The deadline deals with expiration of the estate tax provisions of the 2001 Economic Growth and Tax Relief Reconciliation Act of 2001, or EGTRRA, which are due to sunset at the end of 2010, with full repeal of the estate tax scheduled to last only for the year 2010.
If Congress does not change the law before it expires, then on January 1, 2011, estate and gift tax law will return to what it was had EGTRRA never been enacted.
The unified estate and gift tax will be reinstated with a combined exclusion of $1 million. The maximum tax rate will revert from 45% in 2007-2009 to 55%.
According to a recent report from the Congressional Reporting Service, the large year-to-year differences in the estate tax law mean that wealthy individuals face a wide and erratic variation in their potential estate tax liability over the next 4 years, 2008-2011, depending upon the year they happen to die.
“While there is urgency to resolve this issue before the year of repeal in 2010, the Senate Finance Committee already has a full agenda and it would not be surprising to see movement postponed until 2009,” says David Stertzer, CEO of the Association for Advanced Life Underwriting.

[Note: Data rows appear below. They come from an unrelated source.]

//! Per-line observation hook
//!
//! The interpreter calls [`LineObserver::on_line`] before each statement that
//! starts a physical line, and before every loop-header and `elif` test. The
//! observer sees the bindings of the active scope and decides whether
//! execution may continue.

use crate::interpreter::object::Object;
use crate::memory::Environment;
use indexmap::IndexMap;
use rustc_hash::FxHashSet;

/// Which source text a line belongs to
#[derive(Debug, Clone, Copy, PartialEq, Eq, Hash)]
pub enum SourceUnit {
    /// The program being traced
    User,
    /// Library functions written in the scripting language
    Prelude,
}

impl SourceUnit {
    /// File name shown in tracebacks
    pub fn file_name(self) -> &'static str {
        match self {
            SourceUnit::User => "<string>",
            SourceUnit::Prelude => "<prelude>",
        }
    }
}

/// What the observer wants the interpreter to do next
#[derive(Debug, Clone, Copy, PartialEq, Eq)]
pub enum Control {
    Continue,
    Halt,
}

/// A line about to execute, with read access to the active scope
pub struct LineEvent<'a> {
    pub unit: SourceUnit,
    pub line: usize,
    /// Number of active function frames
    pub depth: usize,
    pub(crate) bindings: &'a IndexMap<String, Object>,
    pub(crate) hidden: Option<&'a FxHashSet<String>>,
}

impl<'a> LineEvent<'a> {
    /// Names visible to the user: dunder names and untouched library
    /// definitions are excluded
    pub fn visible(&self) -> impl Iterator<Item = (&'a String, &'a Object)> {
        let bindings = self.bindings;
        let hidden = self.hidden;
        bindings.iter().filter(move |(name, object)| {
            !(name.starts_with("__") && name.ends_with("__"))
                && !is_library_binding(hidden, name, object)
        })
    }

    /// Owned copy of the visible bindings
    pub fn snapshot(&self) -> Environment {
        self.visible()
            .map(|(name, object)| (name.clone(), object.snapshot()))
            .collect::<Environment>()
    }
}

/// A library name still bound to the library's own function. Rebinding the
/// name in user code makes it an ordinary variable again.
fn is_library_binding(hidden: Option<&FxHashSet<String>>, name: &str, object: &Object) -> bool {
    match object {
        Object::Function(function) => {
            function.unit == SourceUnit::Prelude
                && function.name() == name
                && hidden.is_some_and(|names| names.contains(name))
        }
        _ => false,
    }
}

/// Hook invoked by the interpreter once per executed line
pub trait LineObserver {
    fn on_line(&mut self, event: &LineEvent<'_>) -> Control;
}
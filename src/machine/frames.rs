//! Procedure frames for descriptors that call other procedures

use crate::machine::descriptor::Resume;
use crate::memory::{Environment, Value};

/// One active procedure invocation
#[derive(Clone)]
pub struct Frame {
    pub procedure: &'static str,
    /// Line this frame executes next
    pub pc: usize,
    pub locals: Environment,
    /// Set on the caller while a callee is running
    pub resume: Option<Resume>,
}

impl Frame {
    pub fn new(procedure: &'static str, pc: usize, locals: Environment) -> Self {
        Frame {
            procedure,
            pc,
            locals,
            resume: None,
        }
    }

    /// Record shown inside the `callStack` variable
    fn to_value(&self) -> Value {
        let mut fields = vec![
            ("procedure".to_string(), Value::str(self.procedure)),
            ("line".to_string(), Value::Int(self.pc as i64)),
        ];
        fields.extend(
            self.locals
                .iter()
                .map(|(name, value)| (name.clone(), value.clone())),
        );
        Value::record(fields)
    }
}

/// Explicit call stack; the last frame is the one executing
#[derive(Clone, Default)]
pub struct FrameStack {
    frames: Vec<Frame>,
}

impl FrameStack {
    pub fn new() -> Self {
        FrameStack { frames: Vec::new() }
    }

    pub fn push(&mut self, frame: Frame) {
        self.frames.push(frame);
    }

    pub fn pop(&mut self) -> Option<Frame> {
        self.frames.pop()
    }

    pub fn top(&self) -> Option<&Frame> {
        self.frames.last()
    }

    pub fn top_mut(&mut self) -> Option<&mut Frame> {
        self.frames.last_mut()
    }

    pub fn depth(&self) -> usize {
        self.frames.len()
    }

    pub fn is_empty(&self) -> bool {
        self.frames.is_empty()
    }

    pub fn clear(&mut self) {
        self.frames.clear();
    }

    /// Frames outermost first, as a list of records
    pub fn to_value(&self) -> Value {
        Value::List(self.frames.iter().map(Frame::to_value).collect())
    }
}

#[cfg(test)]
mod tests {
    use super::*;

    #[test]
    fn test_stack_value_lists_outermost_first() {
        let mut stack = FrameStack::new();
        stack.push(Frame::new("order", 6, [("n", Value::Int(1))].into_iter().collect()));
        stack.push(Frame::new("order", 5, [("n", Value::Int(2))].into_iter().collect()));

        let Value::List(frames) = stack.to_value() else {
            panic!("expected a list");
        };
        assert_eq!(frames.len(), 2);
        assert_eq!(frames[0].field("n"), Some(Value::Int(1)));
        assert_eq!(frames[1].field("line"), Some(Value::Int(5)));
        assert_eq!(frames[1].field("procedure"), Some(Value::str("order")));
    }
}
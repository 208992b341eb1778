//! Library functions written in the scripting language itself
//!
//! Loaded into the globals before the user program runs. Their line events are
//! tagged [`SourceUnit::Prelude`](crate::interpreter::observer::SourceUnit) and
//! their names never appear in captured variables.

pub const PRELUDE: &str = r#"
def abs(x):
    if x < 0:
        return -x
    return x

def sum(items, start=0):
    total = start
    for item in items:
        total = total + item
    return total

def reversed(items):
    result = []
    i = len(items) - 1
    while i >= 0:
        result.append(items[i])
        i -= 1
    return result

def any(items):
    for item in items:
        if item:
            return True
    return False

def all(items):
    for item in items:
        if not item:
            return False
    return True

def pow(base, exp):
    return base ** exp

def divmod(a, b):
    return (a // b, a % b)
"#;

In any case, “we should see several ‘bed-check’ votes throughout the course of the year,” Stertzer adds.
He says he believes “2009 will be a decisive year, and given the high cost associated with any reform proposal, it is unlikely that Congress will support any reform higher than a freeze of the 2009 level.”
Michael Kerley, senior vice president and chief federal lobbyist of the National Association of Insurance and Financial Advisors, adds that there is a “reasonable possibility that Congress will reform the estate tax before 2010–the one year complete repeal is scheduled to occur.”
He says NAIFA and its agents favor reform rather than repeal. As pointed out by the CRS report, if not modified, the 2001 version of the estate tax will be reinstated in 2011, Kerley says. “Before that deadline, NAIFA supports adopting a reform proposal that is fiscally and politically sustainable out into the future.”
Complete repeal “is not politically sustainable long term because it is simply too divisive politically,” he says.